Why stick with Mastodon?

It's easy to think about Mastodon in isolation. As it's part of the Fediverse, there's lots of scope for Mastodon to develop, or for other platforms to develop from it.

Whilst Mastodon isn't a perfect learning space right now, it has much more potential to develop into a workable (and pleasant) one than its alternatives. There are a lot of people from tech on the platform, which does make it feel like the early days of Twitter.

So what about the alternatives?

Having ditched the Meta ecosystem, I have no desire to get sucked back in via Threads.

I don't have much faith in Blue Sky either. There seems to be a collective amnesia around what Twitter was like before Elon Musk took over.

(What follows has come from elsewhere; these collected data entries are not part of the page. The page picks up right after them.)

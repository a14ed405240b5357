//! Repository trait for click event storage and aggregation.

use crate::domain::entities::{Click, DayCount, NewClick};
use crate::error::AppError;
use async_trait::async_trait;

/// Repository interface for durable click events.
///
/// Appends one row per successful redirect and serves the day-bucketed
/// aggregation for the stats surface.
///
/// # Implementations
///
/// - [`crate::infrastructure::persistence::PgClickRepository`] - PostgreSQL implementation
/// - Test mocks available with `cfg(test)`
#[cfg_attr(test, mockall::automock)]
#[async_trait]
pub trait ClickRepository: Send + Sync {
    /// Persists a new click event.
    ///
    /// # Errors
    ///
    /// Returns [`AppError::Internal`] on database errors (including a
    /// dangling `link_id`; the caller logs and drops the event).
    async fn record(&self, new_click: NewClick) -> Result<Click, AppError>;

    /// Groups a link's click events by UTC calendar day, ascending.
    ///
    /// # Errors
    ///
    /// Returns [`AppError::Internal`] on database errors.
    async fn clicks_by_day(&self, link_id: i64) -> Result<Vec<DayCount>, AppError>;
}
//! Handler for link listing.

use axum::{
    Json,
    extract::{Query, State},
};

use crate::api::dto::links::{ListLinksQuery, ListLinksResponse};
use crate::error::AppError;
use crate::state::AppState;

/// Lists links, optionally filtered by owner.
///
/// # Endpoint
///
/// `GET /api/links?owner_id={id}`
///
/// Results are ordered newest first.
pub async fn list_links_handler(
    State(state): State<AppState>,
    Query(query): Query<ListLinksQuery>,
) -> Result<Json<ListLinksResponse>, AppError> {
    let links = state.link_service.list(query.owner_id).await?;

    Ok(Json(ListLinksResponse {
        links: links.into_iter().map(Into::into).collect(),
    }))
}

I fell out of love with Twitter well before Musk bought it. To me it feels like he just hastened its demise. I'm waiting to see how Blue Sky functions on Jack Dorsey's watch, and whether it feels any different.

Whilst Mastodon has lots of room to develop and be better, the user (and instance)-centred moderation is incredibly refreshing when compared with Twitter. Different options around removing words and phrases from your timeline, as well as community content warnings all make it feel considerably less toxic than Twitter.

There are open discussions around participative models for the platform. Whilst it's not perfect right now, it is changing and developing at pace. In fact, it's taken me so long to write this post that lots of the issues that I had when I started writing have begun to be dealt with (search being a case in point).

Mastodon has shown me that social networks don't have to be toxic, and it gives me hope for finding effective learning spaces in the future.